_What the exercise asks:_
Reproduce, character for character, the entries from their opening line through the line with "use crate::term::Renderer;".

_Data for processing:_

╭──

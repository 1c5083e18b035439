use anyhow::Result;
use log::info;
use rand::rngs::StdRng;

use crate::config::*;
use crate::direction::Direction;
use crate::racing::{Pixel, Road};
use crate::snake::{Board, Cell, MoveResult, Status};
use crate::term::Renderer;
use crate::{Coords, TermInt};

/// A game the scheduler can drive.
pub trait Game {
    /// Whether `dir` means anything here. Rejected directions are never latched.
    fn accepts(&self, _dir: Direction) -> bool {
        true
    }

    /// Full redraw, used once at start.
    fn draw<R: Renderer + ?Sized>(&mut self, out: &mut R) -> Result<()>;

    /// One simulation step with the latched direction, if any.
    fn tick<R: Renderer + ?Sized>(&mut self, dir: Option<Direction>, out: &mut R) -> Result<()>;

    fn is_over(&self) -> bool;
}

pub struct SnakeGame {
    board: Board,
    rng: StdRng,
}

impl SnakeGame {
    pub fn new(mut rng: StdRng) -> Self {
        let board = Board::new(SNAKE_WIDTH, SNAKE_HEIGHT, SNAKE_INITIAL_LENGTH, SNAKE_COLLISION_POLICY, &mut rng);
        SnakeGame { board, rng }
    }

    pub fn with_board(board: Board, rng: StdRng) -> Self {
        SnakeGame { board, rng }
    }

    pub fn board(&self) -> &Board {
        &self.board
    }

    fn status_row(&self) -> TermInt {
        self.board.grid().height() as TermInt + 1
    }

    fn print_score<R: Renderer + ?Sized>(&self, out: &mut R) -> Result<()> {
        let line = format!("Score: {}    q to quit", self.board.score());
        out.print_str((0, self.status_row()), &line)
    }

    fn game_over<R: Renderer + ?Sized>(&self, out: &mut R) -> Result<()> {
        let won = self.board.status() == Status::Filled;
        let s = if won {"You won!"} else {"Game over!"};
        info!("snake finished ({:?}) with score {}", self.board.status(), self.board.score());

        show_message(out, (0, self.status_row() + 2), &[
            s,
            &*format!("Score: {}", self.board.score()),
            "Press q to quit",
        ])
    }
}

impl Game for SnakeGame {
    fn accepts(&self, dir: Direction) -> bool {
        !dir.is_opposite(self.board.direction())
    }

    fn draw<R: Renderer + ?Sized>(&mut self, out: &mut R) -> Result<()> {
        out.clear_screen()?;
        self.board.grid_mut().render_all(out, (0, 0), SNAKE_CELL_WIDTH, snake_glyph)?;
        self.print_score(out)?;
        out.flush()
    }

    fn tick<R: Renderer + ?Sized>(&mut self, dir: Option<Direction>, out: &mut R) -> Result<()> {
        if self.board.is_over() {
            return Ok(());
        }

        let res = self.board.tick(dir, &mut self.rng);
        self.board.grid_mut().render_changes(out, (0, 0), SNAKE_CELL_WIDTH, snake_glyph)?;

        if let MoveResult::Moved { ate: true, .. } = res {
            self.print_score(out)?;
        }
        if self.board.is_over() {
            self.game_over(out)?;
        }

        out.flush()
    }

    fn is_over(&self) -> bool {
        self.board.is_over()
    }
}

pub struct RacingGame {
    road: Road,
    rng: StdRng,
}

impl RacingGame {
    pub fn new(rng: StdRng) -> Self {
        RacingGame { road: Road::new(ROAD_WIDTH, ROAD_HEIGHT), rng }
    }

    pub fn with_road(road: Road, rng: StdRng) -> Self {
        RacingGame { road, rng }
    }

    pub fn road(&self) -> &Road {
        &self.road
    }

    fn status_row(&self) -> TermInt {
        self.road.grid().height() as TermInt + 1
    }

    fn print_distance<R: Renderer + ?Sized>(&self, out: &mut R) -> Result<()> {
        let line = format!("Distance: {}", self.road.frames());
        out.print_str((0, self.status_row()), &line)
    }
}

impl Game for RacingGame {
    fn accepts(&self, dir: Direction) -> bool {
        dir.is_horizontal()
    }

    fn draw<R: Renderer + ?Sized>(&mut self, out: &mut R) -> Result<()> {
        out.clear_screen()?;

        let right_border = self.road.grid().width() as TermInt + 1;
        for y in 0..self.road.grid().height() as TermInt {
            out.set_cell((0, y), ROAD_BORDER_CHAR)?;
            out.set_cell((right_border, y), ROAD_BORDER_CHAR)?;
        }

        // +1 to skip the left border
        self.road.grid_mut().render_all(out, (1, 0), 1, road_glyph)?;
        self.print_distance(out)?;
        out.flush()
    }

    fn tick<R: Renderer + ?Sized>(&mut self, dir: Option<Direction>, out: &mut R) -> Result<()> {
        if self.road.is_crashed() {
            return Ok(());
        }

        let crashed = self.road.step(dir, &mut self.rng);
        self.road.grid_mut().render_changes(out, (1, 0), 1, road_glyph)?;
        self.print_distance(out)?;

        if crashed {
            show_message(out, (0, self.status_row() + 2), &[
                "Game over!",
                &*format!("Distance: {}", self.road.frames()),
                "Press q to quit",
            ])?;
        }

        out.flush()
    }

    fn is_over(&self) -> bool {
        self.road.is_crashed()
    }
}

fn snake_glyph(cell: Cell) -> char {
    match cell {
        Cell::Empty => SNAKE_EMPTY_CHAR,
        Cell::Head => SNAKE_HEAD_CHAR,
        Cell::Body => SNAKE_BODY_CHAR,
        Cell::Food => FOOD_CHAR,
    }
}

fn road_glyph(pixel: Pixel) -> char {
    match pixel {
        Pixel::Empty => ROAD_EMPTY_CHAR,
        Pixel::Car => CAR_CHAR,
        Pixel::Obstacle => OBSTACLE_CHAR,
        Pixel::Crash => CRASH_CHAR,
    }
}

/// Prints `lines` one under the other starting at `top_left`, padded to a
/// common width so shorter lines blank out whatever was there before.
pub fn show_message<R: Renderer + ?Sized>(out: &mut R, top_left: Coords, lines: &[&str]) -> Result<()> {
    let width = lines.iter().map(|l| l.chars().count()).max().unwrap_or(0);

    for (i, line) in lines.iter().enumerate() {
        let padded = format!("{line: <width$}", line = line, width = width);
        out.print_str((top_left.0, top_left.1 + i as TermInt), &padded)?;
    }
    Ok(())
}

#[cfg(test)]
mod tests {
    use super::*;
    use crate::snake::CollisionPolicy;
    use crate::testutil::RecordingRenderer;
    use rand::SeedableRng;
    use Direction::*;

    fn rng() -> StdRng {
        StdRng::seed_from_u64(11)
    }

    #[test]
    fn snake_draws_whole_board() {
        let mut game = SnakeGame::new(rng());
        let mut out = RecordingRenderer::default();

        game.draw(&mut out).unwrap();

        assert_eq!(out.clears, 1);
        assert_eq!(out.flushes, 1);
        assert_eq!(out.glyph_at((10 * SNAKE_CELL_WIDTH, 12)), Some(SNAKE_HEAD_CHAR));
        assert_eq!(out.glyph_at((9 * SNAKE_CELL_WIDTH, 12)), Some(SNAKE_BODY_CHAR));
        assert!(out.contains_text("Score: 0"));
    }

    #[test]
    fn snake_tick_redraws_only_changed_cells() {
        let board = Board::with_snake(SNAKE_WIDTH, SNAKE_HEIGHT, (10, 12), 2, Right, CollisionPolicy::Hold);
        let mut game = SnakeGame::with_board(board, rng());
        let mut out = RecordingRenderer::default();
        game.draw(&mut out).unwrap();
        let writes = out.writes;

        game.tick(None, &mut out).unwrap();

        // New head, old head and vacated tail
        assert_eq!(out.writes - writes, 3);
        assert_eq!(out.glyph_at((11 * SNAKE_CELL_WIDTH, 12)), Some(SNAKE_HEAD_CHAR));
        assert_eq!(out.glyph_at((10 * SNAKE_CELL_WIDTH, 12)), Some(SNAKE_BODY_CHAR));
        assert_eq!(out.glyph_at((9 * SNAKE_CELL_WIDTH, 12)), Some(SNAKE_EMPTY_CHAR));
        assert_eq!(out.flushes, 2);
    }

    #[test]
    fn blocked_snake_draws_nothing() {
        let board = Board::with_snake(SNAKE_WIDTH, SNAKE_HEIGHT, (0, 3), 1, Left, CollisionPolicy::Hold);
        let mut game = SnakeGame::with_board(board, rng());
        let mut out = RecordingRenderer::default();
        game.draw(&mut out).unwrap();
        let writes = out.writes;

        game.tick(None, &mut out).unwrap();

        assert_eq!(out.writes, writes);
        assert!(!game.is_over());
    }

    #[test]
    fn snake_win_shows_message() {
        let mut board = Board::with_snake(3, 1, (1, 0), 2, Right, CollisionPolicy::Hold);
        assert!(board.place_food(2));
        let mut game = SnakeGame::with_board(board, rng());
        let mut out = RecordingRenderer::default();

        game.tick(None, &mut out).unwrap();

        assert!(game.is_over());
        assert!(out.contains_text("You won!"));
        assert!(out.contains_text("Score: 1"));
    }

    #[test]
    fn snake_refuses_reversal() {
        let board = Board::with_snake(SNAKE_WIDTH, SNAKE_HEIGHT, (10, 12), 2, Right, CollisionPolicy::Hold);
        let game = SnakeGame::with_board(board, rng());

        assert!(!game.accepts(Left));
        assert!(game.accepts(Right));
        assert!(game.accepts(Up));
        assert!(game.accepts(Down));
    }

    #[test]
    fn racing_only_accepts_sideways() {
        let game = RacingGame::new(rng());

        assert!(game.accepts(Left));
        assert!(game.accepts(Right));
        assert!(!game.accepts(Up));
        assert!(!game.accepts(Down));
    }

    #[test]
    fn racing_draws_road_between_borders() {
        let mut game = RacingGame::new(rng());
        let mut out = RecordingRenderer::default();

        game.draw(&mut out).unwrap();

        assert_eq!(out.glyph_at((0, 0)), Some(ROAD_BORDER_CHAR));
        assert_eq!(out.glyph_at((ROAD_WIDTH as TermInt + 1, 24)), Some(ROAD_BORDER_CHAR));
        assert_eq!(out.glyph_at((4, 24)), Some(CAR_CHAR));
    }

    #[test]
    fn racing_crash_freezes_and_shows_message() {
        let mut road = Road::new(3, 3);
        assert!(road.place_obstacle(1, 1));
        let mut game = RacingGame::with_road(road, rng());
        let mut out = RecordingRenderer::default();

        game.tick(None, &mut out).unwrap();

        assert!(game.is_over());
        assert_eq!(out.glyph_at((2, 2)), Some(CRASH_CHAR));
        assert!(out.contains_text("Game over!"));

        let writes = out.writes;
        game.tick(Some(Left), &mut out).unwrap();
        assert_eq!(out.writes, writes);
    }

    #[test]
    fn message_lines_are_padded() {
        let mut out = RecordingRenderer::default();
        show_message(&mut out, (2, 5), &["long line", "x"]).unwrap();

        assert_eq!(out.row(5), "  long line");
        assert_eq!(out.row(6), "  x        ");
    }
}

╰──

_Worked solution:_
repository 1c5083e18b035439
use anyhow::Result;
use log::info;
use rand::rngs::StdRng;

use crate::config::*;
use crate::direction::Direction;
use crate::racing::{Pixel, Road};
use crate::snake::{Board, Cell, MoveResult, Status};
use crate::term::Renderer;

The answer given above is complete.